__ASSIGNMENT__
Filter the entries for the word "field". Copy each line that has it.

[Opening ENTRIES SHOWN section]

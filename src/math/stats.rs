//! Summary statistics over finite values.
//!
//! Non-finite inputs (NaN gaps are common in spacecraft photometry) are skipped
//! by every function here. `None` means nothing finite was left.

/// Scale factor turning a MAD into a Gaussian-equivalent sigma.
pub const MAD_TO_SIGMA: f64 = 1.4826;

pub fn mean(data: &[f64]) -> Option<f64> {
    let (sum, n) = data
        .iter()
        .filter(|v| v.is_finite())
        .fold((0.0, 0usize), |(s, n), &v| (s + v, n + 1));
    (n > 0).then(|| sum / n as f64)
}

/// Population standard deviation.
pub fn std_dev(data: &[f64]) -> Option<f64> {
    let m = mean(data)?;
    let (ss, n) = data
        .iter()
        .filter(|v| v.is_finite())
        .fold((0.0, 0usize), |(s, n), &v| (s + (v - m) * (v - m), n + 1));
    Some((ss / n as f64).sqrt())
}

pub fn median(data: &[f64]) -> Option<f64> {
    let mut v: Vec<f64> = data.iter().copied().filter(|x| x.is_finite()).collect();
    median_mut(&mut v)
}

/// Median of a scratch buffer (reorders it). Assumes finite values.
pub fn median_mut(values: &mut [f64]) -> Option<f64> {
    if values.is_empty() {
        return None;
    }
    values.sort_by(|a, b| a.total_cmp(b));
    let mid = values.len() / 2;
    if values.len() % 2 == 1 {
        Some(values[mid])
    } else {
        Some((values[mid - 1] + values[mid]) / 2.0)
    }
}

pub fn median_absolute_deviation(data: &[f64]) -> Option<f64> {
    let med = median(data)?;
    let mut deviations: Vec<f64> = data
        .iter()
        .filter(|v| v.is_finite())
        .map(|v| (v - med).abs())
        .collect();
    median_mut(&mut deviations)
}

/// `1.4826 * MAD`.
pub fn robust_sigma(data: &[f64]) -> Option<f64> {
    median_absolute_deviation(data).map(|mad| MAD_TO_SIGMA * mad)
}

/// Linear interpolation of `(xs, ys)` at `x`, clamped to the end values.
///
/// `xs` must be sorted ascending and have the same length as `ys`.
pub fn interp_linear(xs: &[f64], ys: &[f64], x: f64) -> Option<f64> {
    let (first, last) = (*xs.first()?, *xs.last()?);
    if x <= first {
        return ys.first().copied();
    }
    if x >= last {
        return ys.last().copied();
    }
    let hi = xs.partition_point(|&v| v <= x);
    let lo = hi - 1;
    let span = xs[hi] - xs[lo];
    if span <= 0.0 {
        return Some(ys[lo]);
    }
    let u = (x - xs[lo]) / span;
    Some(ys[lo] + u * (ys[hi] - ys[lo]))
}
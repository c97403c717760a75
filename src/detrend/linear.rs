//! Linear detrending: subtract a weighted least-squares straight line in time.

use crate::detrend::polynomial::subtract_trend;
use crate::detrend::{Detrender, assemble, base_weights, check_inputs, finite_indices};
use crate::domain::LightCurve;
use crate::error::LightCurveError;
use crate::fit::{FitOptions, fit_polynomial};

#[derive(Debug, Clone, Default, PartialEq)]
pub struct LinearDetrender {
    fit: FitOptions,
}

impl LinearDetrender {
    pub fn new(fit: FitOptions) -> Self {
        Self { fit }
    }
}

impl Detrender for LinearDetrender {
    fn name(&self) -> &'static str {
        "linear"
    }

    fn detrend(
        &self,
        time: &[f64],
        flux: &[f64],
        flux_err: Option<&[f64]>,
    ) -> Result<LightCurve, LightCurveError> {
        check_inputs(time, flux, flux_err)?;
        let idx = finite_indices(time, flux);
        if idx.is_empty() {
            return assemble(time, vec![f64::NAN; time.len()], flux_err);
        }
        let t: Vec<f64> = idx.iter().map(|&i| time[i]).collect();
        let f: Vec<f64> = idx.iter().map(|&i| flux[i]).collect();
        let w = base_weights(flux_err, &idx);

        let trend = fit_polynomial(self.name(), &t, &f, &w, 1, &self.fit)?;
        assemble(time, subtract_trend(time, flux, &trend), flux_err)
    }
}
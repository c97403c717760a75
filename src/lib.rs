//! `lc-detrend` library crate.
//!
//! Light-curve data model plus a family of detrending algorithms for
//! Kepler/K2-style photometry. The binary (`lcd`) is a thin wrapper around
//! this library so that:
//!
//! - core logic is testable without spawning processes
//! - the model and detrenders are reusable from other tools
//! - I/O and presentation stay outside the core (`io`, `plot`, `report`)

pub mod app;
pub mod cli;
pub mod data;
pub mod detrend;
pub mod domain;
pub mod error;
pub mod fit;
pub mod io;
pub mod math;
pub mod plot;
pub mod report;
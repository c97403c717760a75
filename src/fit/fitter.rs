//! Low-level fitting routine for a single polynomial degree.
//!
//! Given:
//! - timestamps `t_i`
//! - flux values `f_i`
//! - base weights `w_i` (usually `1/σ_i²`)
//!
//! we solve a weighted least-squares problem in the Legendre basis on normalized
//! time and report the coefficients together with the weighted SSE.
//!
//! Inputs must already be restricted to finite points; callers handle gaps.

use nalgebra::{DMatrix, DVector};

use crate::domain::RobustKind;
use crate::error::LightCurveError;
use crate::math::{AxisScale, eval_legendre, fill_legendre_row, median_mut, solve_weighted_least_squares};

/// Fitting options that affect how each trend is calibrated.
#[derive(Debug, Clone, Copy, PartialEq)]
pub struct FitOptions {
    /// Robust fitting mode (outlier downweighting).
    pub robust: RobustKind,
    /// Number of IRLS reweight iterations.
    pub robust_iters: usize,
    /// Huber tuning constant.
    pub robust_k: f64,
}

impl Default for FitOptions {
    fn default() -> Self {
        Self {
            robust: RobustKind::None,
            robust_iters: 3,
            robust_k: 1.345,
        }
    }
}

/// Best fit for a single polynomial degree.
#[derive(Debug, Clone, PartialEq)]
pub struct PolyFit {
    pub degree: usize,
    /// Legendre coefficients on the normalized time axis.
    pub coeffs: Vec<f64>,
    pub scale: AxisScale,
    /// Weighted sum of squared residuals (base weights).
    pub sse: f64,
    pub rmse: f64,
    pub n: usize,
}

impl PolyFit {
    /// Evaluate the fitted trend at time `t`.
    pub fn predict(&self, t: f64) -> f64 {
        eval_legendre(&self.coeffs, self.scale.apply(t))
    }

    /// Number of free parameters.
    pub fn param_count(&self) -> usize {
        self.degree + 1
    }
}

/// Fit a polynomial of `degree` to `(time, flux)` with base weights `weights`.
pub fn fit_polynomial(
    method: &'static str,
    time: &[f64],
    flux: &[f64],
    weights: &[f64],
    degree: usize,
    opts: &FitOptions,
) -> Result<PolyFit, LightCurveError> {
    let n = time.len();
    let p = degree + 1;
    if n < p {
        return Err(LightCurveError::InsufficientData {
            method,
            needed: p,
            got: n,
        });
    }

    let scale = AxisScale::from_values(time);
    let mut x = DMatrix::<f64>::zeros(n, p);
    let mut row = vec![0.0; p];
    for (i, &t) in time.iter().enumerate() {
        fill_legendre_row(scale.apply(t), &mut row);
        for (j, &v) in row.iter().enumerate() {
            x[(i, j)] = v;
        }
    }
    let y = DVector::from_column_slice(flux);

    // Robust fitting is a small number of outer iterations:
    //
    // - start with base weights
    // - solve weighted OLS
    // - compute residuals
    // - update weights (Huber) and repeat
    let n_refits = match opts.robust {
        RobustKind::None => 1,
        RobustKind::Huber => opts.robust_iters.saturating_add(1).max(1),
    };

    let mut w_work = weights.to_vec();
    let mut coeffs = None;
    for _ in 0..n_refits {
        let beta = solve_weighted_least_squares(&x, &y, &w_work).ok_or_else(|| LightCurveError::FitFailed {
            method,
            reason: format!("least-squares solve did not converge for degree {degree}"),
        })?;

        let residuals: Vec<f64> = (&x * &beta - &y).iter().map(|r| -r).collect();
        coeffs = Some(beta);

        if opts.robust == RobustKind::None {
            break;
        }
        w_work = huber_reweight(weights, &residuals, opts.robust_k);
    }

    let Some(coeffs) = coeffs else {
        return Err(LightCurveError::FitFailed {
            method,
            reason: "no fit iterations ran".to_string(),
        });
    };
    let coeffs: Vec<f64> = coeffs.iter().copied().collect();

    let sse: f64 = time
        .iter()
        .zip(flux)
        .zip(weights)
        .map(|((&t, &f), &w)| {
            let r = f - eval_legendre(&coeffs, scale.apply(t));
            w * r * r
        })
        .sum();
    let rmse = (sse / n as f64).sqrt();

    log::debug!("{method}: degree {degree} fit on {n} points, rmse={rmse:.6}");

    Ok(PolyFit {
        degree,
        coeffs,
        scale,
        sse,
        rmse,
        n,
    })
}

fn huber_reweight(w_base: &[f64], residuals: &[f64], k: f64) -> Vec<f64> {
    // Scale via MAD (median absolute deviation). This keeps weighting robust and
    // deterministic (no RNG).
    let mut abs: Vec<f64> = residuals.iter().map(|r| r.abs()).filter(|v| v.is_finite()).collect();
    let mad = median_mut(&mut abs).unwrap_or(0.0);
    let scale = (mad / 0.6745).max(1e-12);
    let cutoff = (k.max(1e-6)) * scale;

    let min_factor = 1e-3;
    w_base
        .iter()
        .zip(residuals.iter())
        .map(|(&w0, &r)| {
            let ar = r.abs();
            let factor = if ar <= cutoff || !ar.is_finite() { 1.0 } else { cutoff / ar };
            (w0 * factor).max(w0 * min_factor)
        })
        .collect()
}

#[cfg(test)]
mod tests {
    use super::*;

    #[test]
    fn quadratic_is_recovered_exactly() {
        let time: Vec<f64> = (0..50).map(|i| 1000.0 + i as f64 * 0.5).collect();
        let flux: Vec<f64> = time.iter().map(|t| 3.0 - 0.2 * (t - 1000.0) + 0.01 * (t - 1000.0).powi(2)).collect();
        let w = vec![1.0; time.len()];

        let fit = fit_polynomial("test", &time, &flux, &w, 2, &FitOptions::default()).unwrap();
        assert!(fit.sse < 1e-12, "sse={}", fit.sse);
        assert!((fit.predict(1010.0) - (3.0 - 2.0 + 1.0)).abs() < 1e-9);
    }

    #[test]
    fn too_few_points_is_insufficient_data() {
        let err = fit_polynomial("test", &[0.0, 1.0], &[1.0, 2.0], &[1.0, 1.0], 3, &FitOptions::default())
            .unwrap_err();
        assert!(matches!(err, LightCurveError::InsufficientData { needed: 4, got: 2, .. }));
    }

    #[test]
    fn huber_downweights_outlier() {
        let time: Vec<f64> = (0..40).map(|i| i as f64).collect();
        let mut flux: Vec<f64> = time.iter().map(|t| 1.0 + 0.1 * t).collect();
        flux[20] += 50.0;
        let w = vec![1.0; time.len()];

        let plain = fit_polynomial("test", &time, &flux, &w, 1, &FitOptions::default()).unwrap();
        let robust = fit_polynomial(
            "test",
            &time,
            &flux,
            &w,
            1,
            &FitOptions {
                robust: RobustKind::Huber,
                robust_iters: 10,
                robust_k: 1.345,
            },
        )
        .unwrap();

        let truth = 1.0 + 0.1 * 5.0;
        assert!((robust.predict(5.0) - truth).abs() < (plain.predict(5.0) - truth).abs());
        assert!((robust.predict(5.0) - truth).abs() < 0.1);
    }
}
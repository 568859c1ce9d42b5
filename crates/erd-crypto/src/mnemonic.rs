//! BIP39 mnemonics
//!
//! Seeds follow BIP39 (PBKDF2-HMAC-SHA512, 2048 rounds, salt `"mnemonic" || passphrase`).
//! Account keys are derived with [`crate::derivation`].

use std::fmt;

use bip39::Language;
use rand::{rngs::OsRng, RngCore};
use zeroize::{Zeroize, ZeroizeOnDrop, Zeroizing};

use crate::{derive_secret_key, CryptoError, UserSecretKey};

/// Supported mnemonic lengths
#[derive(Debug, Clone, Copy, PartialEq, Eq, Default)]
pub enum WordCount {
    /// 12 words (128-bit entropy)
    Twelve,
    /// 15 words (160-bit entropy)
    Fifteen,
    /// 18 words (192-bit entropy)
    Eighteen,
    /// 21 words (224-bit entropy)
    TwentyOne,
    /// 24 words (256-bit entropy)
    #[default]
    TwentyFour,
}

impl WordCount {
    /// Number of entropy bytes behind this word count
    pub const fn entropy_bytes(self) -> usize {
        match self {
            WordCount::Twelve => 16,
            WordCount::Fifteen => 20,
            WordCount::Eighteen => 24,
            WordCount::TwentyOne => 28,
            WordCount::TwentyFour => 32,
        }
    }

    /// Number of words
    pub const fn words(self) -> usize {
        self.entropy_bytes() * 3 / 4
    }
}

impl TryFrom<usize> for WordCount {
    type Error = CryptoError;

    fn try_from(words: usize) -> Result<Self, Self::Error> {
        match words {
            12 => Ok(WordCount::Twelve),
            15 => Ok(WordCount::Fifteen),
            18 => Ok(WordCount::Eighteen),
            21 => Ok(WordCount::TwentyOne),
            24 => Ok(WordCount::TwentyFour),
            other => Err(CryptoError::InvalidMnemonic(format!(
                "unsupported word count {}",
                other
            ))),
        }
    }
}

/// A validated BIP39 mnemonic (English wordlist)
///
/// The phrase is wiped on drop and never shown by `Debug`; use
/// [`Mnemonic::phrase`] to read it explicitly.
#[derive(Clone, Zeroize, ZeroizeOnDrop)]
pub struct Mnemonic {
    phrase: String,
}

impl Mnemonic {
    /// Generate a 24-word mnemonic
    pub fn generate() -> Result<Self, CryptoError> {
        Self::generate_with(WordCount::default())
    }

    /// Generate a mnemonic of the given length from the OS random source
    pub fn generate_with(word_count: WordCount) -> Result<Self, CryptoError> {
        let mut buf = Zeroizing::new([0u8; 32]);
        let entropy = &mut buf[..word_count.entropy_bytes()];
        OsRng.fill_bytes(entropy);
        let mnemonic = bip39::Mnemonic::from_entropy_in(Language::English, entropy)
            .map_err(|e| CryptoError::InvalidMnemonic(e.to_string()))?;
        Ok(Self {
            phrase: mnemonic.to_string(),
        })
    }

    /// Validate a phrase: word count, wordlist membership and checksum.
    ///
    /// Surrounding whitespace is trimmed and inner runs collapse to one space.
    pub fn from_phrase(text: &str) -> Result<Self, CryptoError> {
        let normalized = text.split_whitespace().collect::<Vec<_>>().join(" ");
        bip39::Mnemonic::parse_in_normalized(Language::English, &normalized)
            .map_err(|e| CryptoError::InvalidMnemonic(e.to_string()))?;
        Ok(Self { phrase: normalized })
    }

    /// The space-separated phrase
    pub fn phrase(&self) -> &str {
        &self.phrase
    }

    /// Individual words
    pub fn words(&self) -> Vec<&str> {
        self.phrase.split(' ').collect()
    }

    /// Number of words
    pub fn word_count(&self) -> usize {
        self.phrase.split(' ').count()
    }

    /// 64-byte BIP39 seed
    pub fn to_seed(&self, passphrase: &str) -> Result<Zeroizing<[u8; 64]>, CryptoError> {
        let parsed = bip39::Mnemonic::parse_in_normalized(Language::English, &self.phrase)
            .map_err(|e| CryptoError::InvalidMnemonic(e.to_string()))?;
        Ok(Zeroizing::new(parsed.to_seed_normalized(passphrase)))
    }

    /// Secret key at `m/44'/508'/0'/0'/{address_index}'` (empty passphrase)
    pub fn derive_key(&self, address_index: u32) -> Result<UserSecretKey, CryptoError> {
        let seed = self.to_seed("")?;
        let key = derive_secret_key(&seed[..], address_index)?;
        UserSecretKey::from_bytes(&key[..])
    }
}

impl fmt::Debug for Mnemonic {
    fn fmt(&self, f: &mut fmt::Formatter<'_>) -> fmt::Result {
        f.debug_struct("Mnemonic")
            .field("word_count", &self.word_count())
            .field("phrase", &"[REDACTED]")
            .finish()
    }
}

[Closing ENTRIES SHOWN section]

__RESULT OF THE EXERCISE__
            .field("word_count", &self.word_count())
            .field("phrase", &"[REDACTED]")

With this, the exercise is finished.